▸ DATA LISTING
***

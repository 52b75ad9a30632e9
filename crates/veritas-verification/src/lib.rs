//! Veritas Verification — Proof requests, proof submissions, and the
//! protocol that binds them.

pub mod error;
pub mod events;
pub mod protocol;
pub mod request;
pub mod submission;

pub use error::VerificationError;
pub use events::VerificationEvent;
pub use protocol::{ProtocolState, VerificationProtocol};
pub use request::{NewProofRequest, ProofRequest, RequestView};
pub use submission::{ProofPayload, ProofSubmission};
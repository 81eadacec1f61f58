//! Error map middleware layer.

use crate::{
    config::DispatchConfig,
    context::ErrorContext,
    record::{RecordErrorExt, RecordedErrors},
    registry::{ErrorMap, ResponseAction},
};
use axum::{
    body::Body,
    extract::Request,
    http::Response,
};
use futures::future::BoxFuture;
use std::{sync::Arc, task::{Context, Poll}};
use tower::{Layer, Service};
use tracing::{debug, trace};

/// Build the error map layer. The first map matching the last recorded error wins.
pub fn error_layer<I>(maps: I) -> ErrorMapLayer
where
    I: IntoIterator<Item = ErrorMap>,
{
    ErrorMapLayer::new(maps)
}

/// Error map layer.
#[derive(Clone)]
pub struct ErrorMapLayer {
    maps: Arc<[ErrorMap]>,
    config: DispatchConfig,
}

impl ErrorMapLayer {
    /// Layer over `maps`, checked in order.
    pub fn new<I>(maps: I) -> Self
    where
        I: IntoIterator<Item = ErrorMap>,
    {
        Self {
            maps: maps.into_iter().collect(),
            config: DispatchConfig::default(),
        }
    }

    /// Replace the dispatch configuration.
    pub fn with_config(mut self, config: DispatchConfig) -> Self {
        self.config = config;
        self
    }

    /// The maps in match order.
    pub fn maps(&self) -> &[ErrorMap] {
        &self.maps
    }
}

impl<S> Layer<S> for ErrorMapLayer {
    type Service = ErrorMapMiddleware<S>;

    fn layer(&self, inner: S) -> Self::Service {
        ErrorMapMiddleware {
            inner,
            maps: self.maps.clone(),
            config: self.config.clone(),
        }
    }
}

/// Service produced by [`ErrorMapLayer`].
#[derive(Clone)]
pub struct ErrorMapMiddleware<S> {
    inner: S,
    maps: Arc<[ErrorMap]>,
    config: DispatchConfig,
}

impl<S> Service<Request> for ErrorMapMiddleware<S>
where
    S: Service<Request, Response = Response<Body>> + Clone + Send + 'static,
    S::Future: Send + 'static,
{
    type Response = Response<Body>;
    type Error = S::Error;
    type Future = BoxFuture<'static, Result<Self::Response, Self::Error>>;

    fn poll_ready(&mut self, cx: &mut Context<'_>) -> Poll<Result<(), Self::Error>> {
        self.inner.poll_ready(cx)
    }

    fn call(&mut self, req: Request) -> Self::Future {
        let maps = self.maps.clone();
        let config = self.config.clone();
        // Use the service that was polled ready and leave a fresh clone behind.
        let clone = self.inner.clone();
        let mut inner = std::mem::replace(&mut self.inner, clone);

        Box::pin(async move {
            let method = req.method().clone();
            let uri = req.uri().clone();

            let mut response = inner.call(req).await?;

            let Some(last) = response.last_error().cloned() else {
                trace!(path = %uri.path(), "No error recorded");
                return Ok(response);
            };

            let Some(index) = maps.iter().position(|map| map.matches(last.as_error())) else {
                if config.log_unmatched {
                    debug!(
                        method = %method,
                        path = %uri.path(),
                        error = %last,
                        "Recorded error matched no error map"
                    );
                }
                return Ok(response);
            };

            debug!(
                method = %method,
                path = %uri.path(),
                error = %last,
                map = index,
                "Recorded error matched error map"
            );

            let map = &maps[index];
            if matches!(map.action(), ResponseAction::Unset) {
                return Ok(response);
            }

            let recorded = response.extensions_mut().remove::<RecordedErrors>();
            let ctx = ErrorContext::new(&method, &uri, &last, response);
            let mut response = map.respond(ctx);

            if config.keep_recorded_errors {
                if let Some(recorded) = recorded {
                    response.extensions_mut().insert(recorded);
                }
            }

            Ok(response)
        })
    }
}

***

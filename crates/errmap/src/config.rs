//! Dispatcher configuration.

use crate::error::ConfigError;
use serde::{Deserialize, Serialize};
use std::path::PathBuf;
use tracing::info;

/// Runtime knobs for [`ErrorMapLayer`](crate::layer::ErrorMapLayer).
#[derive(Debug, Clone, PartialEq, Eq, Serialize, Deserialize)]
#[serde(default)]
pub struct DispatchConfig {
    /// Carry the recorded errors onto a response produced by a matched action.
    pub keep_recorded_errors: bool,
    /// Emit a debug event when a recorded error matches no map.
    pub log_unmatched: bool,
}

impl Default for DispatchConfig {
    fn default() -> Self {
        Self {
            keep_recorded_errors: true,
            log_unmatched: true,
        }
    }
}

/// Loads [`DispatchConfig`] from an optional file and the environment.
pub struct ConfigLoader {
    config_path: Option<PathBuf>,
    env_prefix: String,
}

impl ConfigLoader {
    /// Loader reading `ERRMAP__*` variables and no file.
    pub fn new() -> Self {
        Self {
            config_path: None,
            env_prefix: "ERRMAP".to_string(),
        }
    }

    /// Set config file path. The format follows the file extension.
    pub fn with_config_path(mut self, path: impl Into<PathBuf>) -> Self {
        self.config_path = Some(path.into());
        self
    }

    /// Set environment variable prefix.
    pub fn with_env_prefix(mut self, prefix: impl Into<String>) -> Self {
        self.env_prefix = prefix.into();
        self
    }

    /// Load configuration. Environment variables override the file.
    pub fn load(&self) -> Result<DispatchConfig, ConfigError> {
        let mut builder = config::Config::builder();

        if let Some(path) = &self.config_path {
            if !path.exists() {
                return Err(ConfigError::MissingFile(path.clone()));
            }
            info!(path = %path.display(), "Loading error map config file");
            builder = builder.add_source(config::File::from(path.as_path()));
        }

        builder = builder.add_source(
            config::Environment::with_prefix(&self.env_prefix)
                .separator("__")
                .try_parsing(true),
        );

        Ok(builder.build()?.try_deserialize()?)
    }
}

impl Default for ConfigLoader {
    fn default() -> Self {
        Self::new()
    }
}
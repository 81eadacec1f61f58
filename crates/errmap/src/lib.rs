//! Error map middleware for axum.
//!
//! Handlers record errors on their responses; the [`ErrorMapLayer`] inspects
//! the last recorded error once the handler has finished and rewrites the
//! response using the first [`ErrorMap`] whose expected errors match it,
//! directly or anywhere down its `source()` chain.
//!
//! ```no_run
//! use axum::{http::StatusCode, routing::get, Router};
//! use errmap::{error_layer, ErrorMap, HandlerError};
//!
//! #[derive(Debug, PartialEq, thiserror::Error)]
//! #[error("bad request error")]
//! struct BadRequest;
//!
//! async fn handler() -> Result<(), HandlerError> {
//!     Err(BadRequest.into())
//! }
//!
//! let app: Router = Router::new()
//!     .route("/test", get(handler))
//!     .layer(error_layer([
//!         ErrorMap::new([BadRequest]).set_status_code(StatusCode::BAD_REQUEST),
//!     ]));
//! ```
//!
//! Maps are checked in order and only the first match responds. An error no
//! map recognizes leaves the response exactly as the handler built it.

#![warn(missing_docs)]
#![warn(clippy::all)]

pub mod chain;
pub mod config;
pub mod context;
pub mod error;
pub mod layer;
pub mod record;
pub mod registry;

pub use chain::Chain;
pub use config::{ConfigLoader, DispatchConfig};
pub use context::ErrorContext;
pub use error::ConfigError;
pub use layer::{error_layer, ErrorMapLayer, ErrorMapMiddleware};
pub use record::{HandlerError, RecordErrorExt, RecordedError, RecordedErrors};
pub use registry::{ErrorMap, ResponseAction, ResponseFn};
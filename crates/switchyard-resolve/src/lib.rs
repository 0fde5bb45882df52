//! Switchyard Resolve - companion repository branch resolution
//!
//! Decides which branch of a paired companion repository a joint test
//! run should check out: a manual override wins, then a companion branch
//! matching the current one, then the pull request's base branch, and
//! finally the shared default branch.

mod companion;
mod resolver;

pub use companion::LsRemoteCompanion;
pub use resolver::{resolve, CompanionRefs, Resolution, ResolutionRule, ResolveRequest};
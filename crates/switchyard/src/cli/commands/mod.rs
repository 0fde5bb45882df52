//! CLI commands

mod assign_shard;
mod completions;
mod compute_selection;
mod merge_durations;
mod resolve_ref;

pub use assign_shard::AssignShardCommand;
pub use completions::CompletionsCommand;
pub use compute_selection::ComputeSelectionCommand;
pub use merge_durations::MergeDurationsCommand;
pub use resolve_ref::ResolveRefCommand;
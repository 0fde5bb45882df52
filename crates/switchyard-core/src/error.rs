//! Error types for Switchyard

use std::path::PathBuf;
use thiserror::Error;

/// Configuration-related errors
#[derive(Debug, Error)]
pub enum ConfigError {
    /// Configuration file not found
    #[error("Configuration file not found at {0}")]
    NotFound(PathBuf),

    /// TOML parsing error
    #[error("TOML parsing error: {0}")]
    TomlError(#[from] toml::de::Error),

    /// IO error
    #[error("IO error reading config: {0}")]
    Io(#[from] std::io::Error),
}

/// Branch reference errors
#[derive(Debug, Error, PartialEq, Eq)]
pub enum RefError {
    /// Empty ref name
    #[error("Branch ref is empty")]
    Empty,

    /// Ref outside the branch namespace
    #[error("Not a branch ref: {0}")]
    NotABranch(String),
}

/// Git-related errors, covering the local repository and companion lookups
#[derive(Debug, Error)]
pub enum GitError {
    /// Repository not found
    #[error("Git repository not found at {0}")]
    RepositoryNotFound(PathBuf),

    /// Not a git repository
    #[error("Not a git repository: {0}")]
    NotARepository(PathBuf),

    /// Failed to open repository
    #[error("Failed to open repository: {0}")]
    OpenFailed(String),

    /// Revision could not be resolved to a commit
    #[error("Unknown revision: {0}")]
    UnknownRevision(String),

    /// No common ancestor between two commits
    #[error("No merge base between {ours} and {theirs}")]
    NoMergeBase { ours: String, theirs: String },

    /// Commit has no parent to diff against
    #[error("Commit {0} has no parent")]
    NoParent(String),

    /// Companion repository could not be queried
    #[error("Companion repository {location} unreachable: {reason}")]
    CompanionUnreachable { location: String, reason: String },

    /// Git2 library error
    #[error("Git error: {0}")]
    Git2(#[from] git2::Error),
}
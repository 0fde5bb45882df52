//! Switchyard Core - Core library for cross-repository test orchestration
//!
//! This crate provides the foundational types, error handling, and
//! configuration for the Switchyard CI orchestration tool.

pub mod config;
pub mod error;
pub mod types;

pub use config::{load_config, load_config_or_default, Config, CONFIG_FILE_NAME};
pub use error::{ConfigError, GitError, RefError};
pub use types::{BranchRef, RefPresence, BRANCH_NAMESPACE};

***

▸ EXERCISE PROMPT
For this exercise, output exactly the lines above from the line with "pub struct ConfigLoader" to the line with "the file extension.", counting both, and leave out the rest.

▸ SOLVED PROBLEM
pub struct ConfigLoader {
    config_path: Option<PathBuf>,
    env_prefix: String,
}

impl ConfigLoader {
    /// Loader reading `ERRMAP__*` variables and no file.
    pub fn new() -> Self {
        Self {
            config_path: None,
            env_prefix: "ERRMAP".to_string(),
        }
    }

    /// Set config file path. The format follows the file extension.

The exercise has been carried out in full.